**WORK REQUIRED**:
Every line containing the string "format" is to be copied from the records.

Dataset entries

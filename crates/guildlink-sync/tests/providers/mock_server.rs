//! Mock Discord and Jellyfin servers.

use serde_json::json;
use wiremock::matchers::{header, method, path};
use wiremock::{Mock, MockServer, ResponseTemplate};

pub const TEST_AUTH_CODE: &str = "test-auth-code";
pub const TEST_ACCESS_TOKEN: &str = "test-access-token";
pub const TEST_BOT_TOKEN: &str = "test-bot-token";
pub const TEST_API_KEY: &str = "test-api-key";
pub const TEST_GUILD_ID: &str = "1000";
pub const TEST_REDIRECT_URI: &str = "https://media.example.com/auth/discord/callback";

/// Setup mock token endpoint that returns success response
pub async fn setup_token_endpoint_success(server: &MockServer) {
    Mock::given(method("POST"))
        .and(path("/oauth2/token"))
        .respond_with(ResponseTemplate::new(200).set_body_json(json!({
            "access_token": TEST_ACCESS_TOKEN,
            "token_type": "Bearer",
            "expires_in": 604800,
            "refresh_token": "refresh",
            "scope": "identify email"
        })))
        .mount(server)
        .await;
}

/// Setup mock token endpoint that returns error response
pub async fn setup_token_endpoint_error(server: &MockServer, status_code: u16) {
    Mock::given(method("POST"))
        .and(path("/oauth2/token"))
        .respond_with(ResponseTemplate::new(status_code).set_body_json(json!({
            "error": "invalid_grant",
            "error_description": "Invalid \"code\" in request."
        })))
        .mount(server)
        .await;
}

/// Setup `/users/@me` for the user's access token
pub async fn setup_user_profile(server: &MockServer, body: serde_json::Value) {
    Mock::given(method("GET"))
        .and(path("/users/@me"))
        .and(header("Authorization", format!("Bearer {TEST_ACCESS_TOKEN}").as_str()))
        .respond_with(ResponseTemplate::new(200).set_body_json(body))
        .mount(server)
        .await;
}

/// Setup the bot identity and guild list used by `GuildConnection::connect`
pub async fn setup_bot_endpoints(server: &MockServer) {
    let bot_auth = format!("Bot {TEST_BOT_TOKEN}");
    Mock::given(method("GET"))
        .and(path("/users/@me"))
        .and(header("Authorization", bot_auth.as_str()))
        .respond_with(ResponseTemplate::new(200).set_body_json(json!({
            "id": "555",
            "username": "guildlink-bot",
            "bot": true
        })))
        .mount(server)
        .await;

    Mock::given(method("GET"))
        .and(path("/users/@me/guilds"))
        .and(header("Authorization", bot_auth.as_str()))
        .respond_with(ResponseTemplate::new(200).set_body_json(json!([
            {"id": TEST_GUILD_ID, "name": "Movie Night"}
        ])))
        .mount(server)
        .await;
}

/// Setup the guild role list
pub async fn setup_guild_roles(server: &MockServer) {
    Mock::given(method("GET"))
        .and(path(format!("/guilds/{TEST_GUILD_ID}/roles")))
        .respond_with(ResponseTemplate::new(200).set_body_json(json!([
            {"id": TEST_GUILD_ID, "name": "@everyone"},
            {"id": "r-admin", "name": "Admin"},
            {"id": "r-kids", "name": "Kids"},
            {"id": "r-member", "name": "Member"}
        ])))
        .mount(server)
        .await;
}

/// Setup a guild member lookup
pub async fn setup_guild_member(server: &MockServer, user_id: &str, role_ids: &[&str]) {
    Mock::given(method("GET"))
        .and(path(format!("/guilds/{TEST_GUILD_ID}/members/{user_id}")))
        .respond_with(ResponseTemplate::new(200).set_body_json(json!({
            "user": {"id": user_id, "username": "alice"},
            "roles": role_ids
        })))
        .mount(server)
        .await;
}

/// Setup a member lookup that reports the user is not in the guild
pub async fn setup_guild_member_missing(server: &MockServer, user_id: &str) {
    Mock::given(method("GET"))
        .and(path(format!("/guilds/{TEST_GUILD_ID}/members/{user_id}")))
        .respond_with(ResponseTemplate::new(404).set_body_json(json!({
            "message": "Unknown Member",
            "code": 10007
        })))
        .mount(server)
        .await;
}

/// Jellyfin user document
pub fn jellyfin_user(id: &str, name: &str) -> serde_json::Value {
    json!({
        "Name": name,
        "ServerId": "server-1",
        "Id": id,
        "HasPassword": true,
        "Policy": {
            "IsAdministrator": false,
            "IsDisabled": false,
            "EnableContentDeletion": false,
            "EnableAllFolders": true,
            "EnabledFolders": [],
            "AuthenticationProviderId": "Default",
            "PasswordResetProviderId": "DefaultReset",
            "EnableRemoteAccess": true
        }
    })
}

**EXPECTED ANSWER**:
        .and(header("Authorization", format!("Bearer {TEST_ACCESS_TOKEN}").as_str()))
    let bot_auth = format!("Bot {TEST_BOT_TOKEN}");
        .and(path(format!("/guilds/{TEST_GUILD_ID}/roles")))
        .and(path(format!("/guilds/{TEST_GUILD_ID}/members/{user_id}")))
        .and(path(format!("/guilds/{TEST_GUILD_ID}/members/{user_id}")))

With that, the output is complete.